A man who survived a fall that should have been fatal and a woman who beat a terminal diagnosis make this week's list of uplifting stories:
- Surprise Help to the Rescue During Southwest Emergency: Retired Air Force Col. Tom McCay fell unconscious as he and his wife were flying home to Texas, and the last thing he remembers before passing out was his frightened wife, Maggie, asking if he was OK. She started yelling for assistance, and Texas oral surgeon Dr. Jeffrey Aycock was one of the first to respond—followed by about 20 other doctors. The situation ended up fulfilling a "fantasy" for McCay, in reverse.
- How a Student's Bad Grade Changed the Constitution: When Gregory Watson first described his theory on how the 27th Amendment to the US Constitution—proposed in 1789 but still unratified in 1982—might finally be passed in a 1982 course paper, both his teaching assistant and professor at the University of Texas were unimpressed. He got a C-, and he made it his mission to "get that thing ratified." What he did ended up changing his grade, decades later.
- She Was Given Weeks to Live—9 Years Ago: Ashley Hallford was 32 weeks pregnant when the diagnosis came. A hard lump on her neck wasn't caused by an infection in the salivary gland as doctors had suspected. Rather, it was "a rare and very aggressive" form of cancer. Doctors soon told Hallford she had stage 4 cancer with tumors all over her body, and the tumors kept multiplying until there were too many for doctors to count. But amazingly, she's still here—and that's not the only miracle.
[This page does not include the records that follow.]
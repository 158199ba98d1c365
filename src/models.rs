use chrono::{DateTime, Utc};
use serde::{Deserialize, Serialize};
use sqlx::FromRow;
use ts_rs::TS;
use utoipa::ToSchema;
use uuid::Uuid;

// --- Core Records (Mapped to Database) ---

/// User
///
/// Identity record from the `users` table. Internal only: it carries the password hash
/// and is never serialized to clients. Use [`UserProfile`] for responses.
#[derive(Debug, Clone, FromRow, Default)]
pub struct User {
    pub id: Uuid,
    // Globally unique, stored normalised (trimmed, lowercase).
    pub email: String,
    // bcrypt hash. `None` for accounts created through OAuth.
    pub password_hash: Option<String>,
    pub first_name: String,
    pub last_name: String,
    // External provider subject (Google `sub`).
    pub google_id: Option<String>,
    pub avatar: Option<String>,
    pub is_active: bool,
    // Owning role. Unset only for records created outside the normal flows.
    pub role_id: Option<Uuid>,
    pub created_at: DateTime<Utc>,
    pub updated_at: DateTime<Utc>,
}

/// Role
///
/// Named authorization group from the `roles` table.
#[derive(Debug, Clone, PartialEq, Serialize, Deserialize, TS, ToSchema, FromRow, Default)]
#[serde(rename_all = "camelCase")]
#[ts(export)]
pub struct Role {
    pub id: Uuid,
    pub name: String,
    pub description: String,
    // Self-registration target. At most one role holds it (enforced on write).
    pub is_default: bool,
    #[ts(type = "string")]
    pub created_at: DateTime<Utc>,
    #[ts(type = "string")]
    pub updated_at: DateTime<Utc>,
}

/// Permission
///
/// One grant row: the owning role may perform `actions` on `module`.
#[derive(Debug, Clone, PartialEq, Serialize, Deserialize, TS, ToSchema, FromRow, Default)]
#[serde(rename_all = "camelCase")]
#[ts(export)]
pub struct Permission {
    pub id: Uuid,
    pub role_id: Uuid,
    pub module: String,
    pub actions: Vec<String>,
}

impl Permission {
    /// True when this row grants `action` on `module`.
    pub fn grants(&self, module: &str, action: &str) -> bool {
        self.module == module && self.actions.iter().any(|a| a == action)
    }
}

/// RoleWithPermissions
///
/// A role together with its ordered permission set. This is the shape returned by every
/// role read and write.
#[derive(Debug, Clone, PartialEq, Serialize, Deserialize, TS, ToSchema, Default)]
#[serde(rename_all = "camelCase")]
#[ts(export)]
pub struct RoleWithPermissions {
    pub id: Uuid,
    pub name: String,
    pub description: String,
    pub is_default: bool,
    #[ts(type = "string")]
    pub created_at: DateTime<Utc>,
    #[ts(type = "string")]
    pub updated_at: DateTime<Utc>,
    pub permissions: Vec<Permission>,
}

impl RoleWithPermissions {
    pub fn from_parts(role: Role, permissions: Vec<Permission>) -> Self {
        Self {
            id: role.id,
            name: role.name,
            description: role.description,
            is_default: role.is_default,
            created_at: role.created_at,
            updated_at: role.updated_at,
            permissions,
        }
    }

    pub fn role(&self) -> Role {
        Role {
            id: self.id,
            name: self.name.clone(),
            description: self.description.clone(),
            is_default: self.is_default,
            created_at: self.created_at,
            updated_at: self.updated_at,
        }
    }
}

/// A user resolved together with its role, as produced by the authentication gate.
#[derive(Debug, Clone, Default)]
pub struct UserWithRole {
    pub user: User,
    pub role: Option<Role>,
}

// --- Write Models (Repository Inputs) ---

/// Fields for inserting a user. The password is already hashed.
#[derive(Debug, Clone, Default)]
pub struct NewUser {
    pub email: String,
    pub password_hash: Option<String>,
    pub first_name: String,
    pub last_name: String,
    pub google_id: Option<String>,
    pub role_id: Option<Uuid>,
}

/// Partial user update. `None` leaves the column unchanged.
#[derive(Debug, Clone, Default)]
pub struct UserChanges {
    pub email: Option<String>,
    pub first_name: Option<String>,
    pub last_name: Option<String>,
    pub is_active: Option<bool>,
    pub role_id: Option<Uuid>,
}

/// Fields for inserting a role and its permission set in one unit.
#[derive(Debug, Clone, Default)]
pub struct NewRole {
    pub name: String,
    pub description: String,
    pub is_default: bool,
    pub permissions: Vec<PermissionInput>,
}

/// Role update. Scalar fields are partial; the permission set is always replaced.
#[derive(Debug, Clone, Default)]
pub struct RoleChanges {
    pub name: Option<String>,
    pub description: Option<String>,
    pub is_default: Option<bool>,
    pub permissions: Vec<PermissionInput>,
}

// --- Request Payloads (Input Schemas) ---

/// One permission entry in a role payload.
#[derive(Debug, Clone, PartialEq, Serialize, Deserialize, TS, ToSchema, Default)]
#[ts(export)]
pub struct PermissionInput {
    #[schema(example = "roles")]
    pub module: String,
    #[schema(example = json!(["create", "read"]))]
    pub actions: Vec<String>,
}

impl PermissionInput {
    pub fn new(module: &str, actions: &[&str]) -> Self {
        Self {
            module: module.to_string(),
            actions: actions.iter().map(|a| a.to_string()).collect(),
        }
    }
}

/// POST /auth/register
#[derive(Debug, Clone, Serialize, Deserialize, TS, ToSchema)]
#[serde(rename_all = "camelCase")]
#[ts(export)]
pub struct RegisterRequest {
    pub email: String,
    pub password: String,
    pub first_name: String,
    pub last_name: String,
}

/// POST /auth/login
#[derive(Debug, Clone, Serialize, Deserialize, TS, ToSchema)]
#[ts(export)]
pub struct LoginRequest {
    pub email: String,
    pub password: String,
}

/// POST /auth/forgot-password
#[derive(Debug, Clone, Serialize, Deserialize, TS, ToSchema)]
#[ts(export)]
pub struct ForgotPasswordRequest {
    pub email: String,
}

/// POST /auth/reset-password
#[derive(Debug, Clone, Serialize, Deserialize, TS, ToSchema)]
#[serde(rename_all = "camelCase")]
#[ts(export)]
pub struct ResetPasswordRequest {
    pub token: String,
    pub new_password: String,
}

/// PUT /profile
#[derive(Debug, Clone, Serialize, Deserialize, TS, ToSchema, Default)]
#[serde(rename_all = "camelCase")]
#[ts(export)]
pub struct UpdateProfileRequest {
    #[serde(skip_serializing_if = "Option::is_none")]
    pub first_name: Option<String>,
    #[serde(skip_serializing_if = "Option::is_none")]
    pub last_name: Option<String>,
    #[serde(skip_serializing_if = "Option::is_none")]
    pub email: Option<String>,
}

/// POST /profile/change-password
#[derive(Debug, Clone, Serialize, Deserialize, TS, ToSchema)]
#[serde(rename_all = "camelCase")]
#[ts(export)]
pub struct ChangePasswordRequest {
    pub current_password: String,
    pub new_password: String,
}

/// POST /roles
#[derive(Debug, Clone, Serialize, Deserialize, TS, ToSchema)]
#[serde(rename_all = "camelCase")]
#[ts(export)]
pub struct CreateRoleRequest {
    pub name: String,
    pub description: String,
    #[serde(default)]
    pub is_default: Option<bool>,
    #[serde(default)]
    pub permissions: Option<Vec<PermissionInput>>,
}

/// PUT /roles/{id}
///
/// The permission list is the complete desired set; omitting it clears the role's grants.
#[derive(Debug, Clone, Serialize, Deserialize, TS, ToSchema, Default)]
#[serde(rename_all = "camelCase")]
#[ts(export)]
pub struct UpdateRoleRequest {
    #[serde(default, skip_serializing_if = "Option::is_none")]
    pub name: Option<String>,
    #[serde(default, skip_serializing_if = "Option::is_none")]
    pub description: Option<String>,
    #[serde(default, skip_serializing_if = "Option::is_none")]
    pub is_default: Option<bool>,
    #[serde(default)]
    pub permissions: Vec<PermissionInput>,
}

/// POST /users
#[derive(Debug, Clone, Serialize, Deserialize, TS, ToSchema)]
#[serde(rename_all = "camelCase")]
#[ts(export)]
pub struct CreateUserRequest {
    pub email: String,
    pub password: String,
    pub first_name: String,
    pub last_name: String,
    pub role_id: Uuid,
}

/// PUT /users/{id}
#[derive(Debug, Clone, Serialize, Deserialize, TS, ToSchema, Default)]
#[serde(rename_all = "camelCase")]
#[ts(export)]
pub struct UpdateUserRequest {
    #[serde(default, skip_serializing_if = "Option::is_none")]
    pub first_name: Option<String>,
    #[serde(default, skip_serializing_if = "Option::is_none")]
    pub last_name: Option<String>,
    #[serde(default, skip_serializing_if = "Option::is_none")]
    pub email: Option<String>,
    #[serde(default, skip_serializing_if = "Option::is_none")]
    pub is_active: Option<bool>,
    #[serde(default, skip_serializing_if = "Option::is_none")]
    pub role_id: Option<Uuid>,
}

// --- Response Schemas (Output) ---

/// UserProfile
///
/// Client-facing view of a user. Never contains the password hash.
#[derive(Debug, Clone, Serialize, Deserialize, TS, ToSchema, Default)]
#[serde(rename_all = "camelCase")]
#[ts(export)]
pub struct UserProfile {
    pub id: Uuid,
    pub email: String,
    pub first_name: String,
    pub last_name: String,
    pub avatar: Option<String>,
    pub is_active: bool,
    pub role: Option<Role>,
    #[ts(type = "string")]
    pub created_at: DateTime<Utc>,
}

impl UserProfile {
    pub fn new(user: &User, role: Option<Role>) -> Self {
        Self {
            id: user.id,
            email: user.email.clone(),
            first_name: user.first_name.clone(),
            last_name: user.last_name.clone(),
            avatar: user.avatar.clone(),
            is_active: user.is_active,
            role,
            created_at: user.created_at,
        }
    }
}

impl From<&UserWithRole> for UserProfile {
    fn from(resolved: &UserWithRole) -> Self {
        UserProfile::new(&resolved.user, resolved.role.clone())
    }
}

/// Returned by register, login and OAuth login.
#[derive(Debug, Clone, Serialize, Deserialize, TS, ToSchema)]
#[ts(export)]
pub struct AuthResponse {
    pub message: String,
    pub token: String,
    pub user: UserProfile,
}

/// Returned by profile and user administration writes.
#[derive(Debug, Clone, Serialize, Deserialize, TS, ToSchema)]
#[ts(export)]
pub struct UserResponse {
    pub message: String,
    pub user: UserProfile,
}

#[derive(Debug, Clone, Serialize, Deserialize, TS, ToSchema)]
#[ts(export)]
pub struct MessageResponse {
    pub message: String,
}

impl MessageResponse {
    pub fn new(message: impl Into<String>) -> Self {
        Self {
            message: message.into(),
        }
    }
}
- He Fell 47 Stories and Lived—and He Still Isn't Sure How: Some say the window washing platform surfed the air. Others, including a rep for the New York City Fire Department, suspect "a higher hand was in control." Even Alcides Moreno isn't sure how he survived a 47-story fall on Dec. 7, 2007—but he thinks his son may have something to do with it.
- Clothing Retailer Uses Toddler With Down Syndrome as Model: Lily Beddall's picture is hanging on the walls of 217 Matalan locations across the the UK. Her mother, Vicki Beddall, took the toddler, who has Down syndrome, to see her picture in one of the stores and says she's "proud of Lily and proud of what she has achieved." She adds, "no limits for our little girl." The ad is adorable.